HOW TO COMPLETE THIS TASK
Search the material for "reqwest" and show all lines that contain it.

START PROVIDED MATERIAL

//! Supabase GoTrue session store adapter.
//!
//! Implements OAuth with PKCE, token refresh and logout against the GoTrue
//! REST API. The session and the pending PKCE verifier are persisted in the
//! local store so a later process can finish the callback.

use std::sync::{Arc, Mutex, MutexGuard};

use async_trait::async_trait;
use base64::{Engine as _, engine::general_purpose::URL_SAFE_NO_PAD};
use chrono::{DateTime, Duration, Utc};
use fortune_cookie::{
    auth::{
        AuthError, AuthEvent, AuthEventKind, AuthResult, Provider, Session, SessionStore,
        SessionUser,
    },
    store::{self, LocalStore},
};
use rand::Rng;
use reqwest::{Response, StatusCode};
use serde::{Deserialize, Serialize};
use sha2::{Digest, Sha256};
use tokio::sync::broadcast;

/// Local store key holding the persisted session
pub const SESSION_KEY: &str = "fc-auth-session";

/// Local store key holding the verifier of a started PKCE flow
pub const PKCE_VERIFIER_KEY: &str = "fc-auth-code-verifier";

const EVENT_CAPACITY: usize = 16;

/// GoTrue token endpoint response
#[derive(Debug, Deserialize)]
struct TokenResponse {
    access_token: String,
    refresh_token: String,
    #[serde(default)]
    expires_in: Option<i64>,
    #[serde(default)]
    expires_at: Option<i64>,
    user: GoTrueUser,
}

#[derive(Debug, Deserialize)]
struct GoTrueUser {
    id: String,
    #[serde(default)]
    email: Option<String>,
    #[serde(default)]
    user_metadata: UserMetadata,
}

/// Provider-specific profile fields; Kakao and Google fill different ones
#[derive(Debug, Default, Deserialize)]
struct UserMetadata {
    #[serde(default)]
    nickname: Option<String>,
    #[serde(default)]
    name: Option<String>,
    #[serde(default)]
    full_name: Option<String>,
}

impl TokenResponse {
    fn into_session(self, now: DateTime<Utc>) -> Session {
        let expires_at = self
            .expires_at
            .and_then(|secs| DateTime::from_timestamp(secs, 0))
            .or_else(|| self.expires_in.map(|secs| now + Duration::seconds(secs)));
        let metadata = self.user.user_metadata;

        Session {
            user: SessionUser {
                id: self.user.id,
                email: self.user.email,
                nickname: metadata.nickname.or(metadata.name).or(metadata.full_name),
            },
            access_token: self.access_token,
            refresh_token: self.refresh_token,
            expires_at,
        }
    }
}

#[derive(Serialize)]
struct PkceGrant<'a> {
    auth_code: &'a str,
    code_verifier: &'a str,
}

#[derive(Serialize)]
struct RefreshGrant<'a> {
    refresh_token: &'a str,
}

#[derive(Debug, Default, Deserialize)]
struct GoTrueErrorBody {
    #[serde(default)]
    error_description: Option<String>,
    #[serde(default)]
    msg: Option<String>,
    #[serde(default)]
    message: Option<String>,
    #[serde(default)]
    error: Option<String>,
}

impl GoTrueErrorBody {
    fn into_message(self) -> Option<String> {
        self.error_description
            .or(self.msg)
            .or(self.message)
            .or(self.error)
    }
}

/// PKCE verifier: 48 random bytes, base64url encoded to 64 characters
pub fn pkce_verifier() -> String {
    let random_bytes: [u8; 48] = rand::rng().random();
    URL_SAFE_NO_PAD.encode(random_bytes)
}

/// S256 challenge for `verifier`
pub fn pkce_challenge(verifier: &str) -> String {
    URL_SAFE_NO_PAD.encode(Sha256::digest(verifier.as_bytes()))
}

/// GoTrue client connection settings
#[derive(Debug, Clone)]
pub struct GoTrueConfig {
    /// Project URL, e.g. `https://xyz.supabase.co`
    pub url: String,
    /// Public anon key sent as `apikey`
    pub anon_key: String,
    /// Where the provider sends the user back with `?code=`
    pub redirect_url: String,
}

/// Session store backed by Supabase GoTrue
pub struct GoTrueClient {
    config: GoTrueConfig,
    client: reqwest::Client,
    local: Arc<dyn LocalStore>,
    session: Mutex<Option<Session>>,
    events: broadcast::Sender<AuthEvent>,
}

impl GoTrueClient {
    /// Create a client, restoring any session persisted in `local`
    pub fn new(config: GoTrueConfig, local: Arc<dyn LocalStore>) -> Self {
        let session = store::get_json::<Session>(local.as_ref(), SESSION_KEY);
        if let Some(session) = &session {
            log::debug!("Restored session for {}", session.user_id());
        }
        let (events, _) = broadcast::channel(EVENT_CAPACITY);

        Self {
            config: GoTrueConfig {
                url: config.url.trim_end_matches('/').to_string(),
                ..config
            },
            client: reqwest::Client::new(),
            local,
            session: Mutex::new(session),
            events,
        }
    }

    fn held(&self) -> MutexGuard<'_, Option<Session>> {
        self.session.lock().unwrap_or_else(|e| e.into_inner())
    }

    fn endpoint(&self, path: &str) -> String {
        format!("{}/auth/v1/{}", self.config.url, path)
    }

    fn store_session(&self, session: &Session) {
        *self.held() = Some(session.clone());
        if let Err(e) = store::set_json(self.local.as_ref(), SESSION_KEY, session) {
            log::warn!("Failed to persist session: {}", e);
        }
    }

    fn drop_session(&self) -> Option<Session> {
        let previous = self.held().take();
        if let Err(e) = self.local.remove(SESSION_KEY) {
            log::warn!("Failed to remove persisted session: {}", e);
        }
        previous
    }

    fn notify(&self, kind: AuthEventKind, session: Option<Session>) {
        // No subscribers is fine
        let _ = self.events.send(AuthEvent::new(kind, session));
    }

    async fn token_grant<B: Serialize>(&self, grant_type: &str, body: &B) -> AuthResult<Session> {
        let response = self
            .client
            .post(self.endpoint("token"))
            .query(&[("grant_type", grant_type)])
            .header("apikey", &self.config.anon_key)
            .json(body)
            .send()
            .await
            .map_err(|e| AuthError::Transport(e.to_string()))?;

        if !response.status().is_success() {
            return Err(provider_error(response).await);
        }

        let token: TokenResponse = response.json().await.map_err(|e| AuthError::Provider {
            status: 200,
            message: format!("Failed to parse token response: {}", e),
        })?;
        Ok(token.into_session(Utc::now()))
    }
}

async fn provider_error(response: Response) -> AuthError {
    let status = response.status();
    if status == StatusCode::FORBIDDEN {
        return AuthError::Forbidden;
    }

    let text = response.text().await.unwrap_or_default();
    let message = serde_json::from_str::<GoTrueErrorBody>(&text)
        .ok()
        .and_then(GoTrueErrorBody::into_message)
        .unwrap_or(text);
    AuthError::Provider {
        status: status.as_u16(),
        message,
    }
}

#[async_trait]
impl SessionStore for GoTrueClient {
    async fn current_session(&self) -> Option<Session> {
        let session = self.held().clone()?;
        if !session.is_expired_at(Utc::now()) {
            return Some(session);
        }

        log::debug!("Held session expired, refreshing");
        match self.refresh_session().await {
            Ok(session) => Some(session),
            Err(e) if e.is_transient() => {
                log::warn!("Session refresh failed: {}", e);
                Some(session)
            }
            Err(e) => {
                log::info!("Expired session could not be refreshed: {}", e);
                self.drop_session();
                None
            }
        }
    }

    fn subscribe(&self) -> broadcast::Receiver<AuthEvent> {
        self.events.subscribe()
    }

    async fn sign_in_with_oauth(&self, provider: Provider) -> AuthResult<String> {
        let verifier = pkce_verifier();
        self.local.set(PKCE_VERIFIER_KEY, &verifier)?;

        let url = reqwest::Url::parse_with_params(
            &self.endpoint("authorize"),
            &[
                ("provider", provider.as_str()),
                ("redirect_to", self.config.redirect_url.as_str()),
                ("code_challenge", pkce_challenge(&verifier).as_str()),
                ("code_challenge_method", "s256"),
            ],
        )
        .map_err(|e| AuthError::Provider {
            status: 0,
            message: format!("Invalid auth URL: {}", e),
        })?;

        Ok(url.into())
    }

    async fn exchange_code(&self, code: &str) -> AuthResult<Session> {
        let verifier = self
            .local
            .get(PKCE_VERIFIER_KEY)
            .ok_or_else(|| AuthError::Provider {
                status: 400,
                message: "No pending sign-in on this device".to_string(),
            })?;

        let session = self
            .token_grant(
                "pkce",
                &PkceGrant {
                    auth_code: code,
                    code_verifier: &verifier,
                },
            )
            .await?;

        self.store_session(&session);
        if let Err(e) = self.local.remove(PKCE_VERIFIER_KEY) {
            log::warn!("Failed to remove PKCE verifier: {}", e);
        }
        log::info!("Authorization code exchanged for {}", session.user_id());
        Ok(session)
    }

    async fn refresh_session(&self) -> AuthResult<Session> {
        let refresh_token = self
            .held()
            .as_ref()
            .map(|s| s.refresh_token.clone())
            .ok_or(AuthError::NoSession)?;

        let session = match self
            .token_grant(
                "refresh_token",
                &RefreshGrant {
                    refresh_token: &refresh_token,
                },
            )
            .await
        {
            Ok(session) => session,
            Err(AuthError::Provider { status, .. }) if status_rejects_refresh(status) => {
                return Err(AuthError::InvalidRefreshToken);
            }
            Err(e) => return Err(e),
        };

        self.store_session(&session);
        self.notify(AuthEventKind::TokenRefreshed, Some(session.clone()));
        Ok(session)
    }

    async fn sign_out(&self) -> AuthResult<()> {
        let previous = self.drop_session();
        self.notify(AuthEventKind::SignedOut, None);

        let Some(previous) = previous else {
            return Ok(());
        };

        let response = self
            .client
            .post(self.endpoint("logout"))
            .header("apikey", &self.config.anon_key)
            .bearer_auth(&previous.access_token)
            .send()
            .await
            .map_err(|e| AuthError::Transport(e.to_string()))?;

        match response.status() {
            status if status.is_success() => Ok(()),
            // Token already revoked or expired
            StatusCode::UNAUTHORIZED | StatusCode::NOT_FOUND => Ok(()),
            _ => Err(provider_error(response).await),
        }
    }
}

fn status_rejects_refresh(status: u16) -> bool {
    matches!(status, 400 | 401)
}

END PROVIDED MATERIAL

RESPONSE TO THE EXERCISE
use reqwest::{Response, StatusCode};
    client: reqwest::Client,
            client: reqwest::Client::new(),
        let url = reqwest::Url::parse_with_params(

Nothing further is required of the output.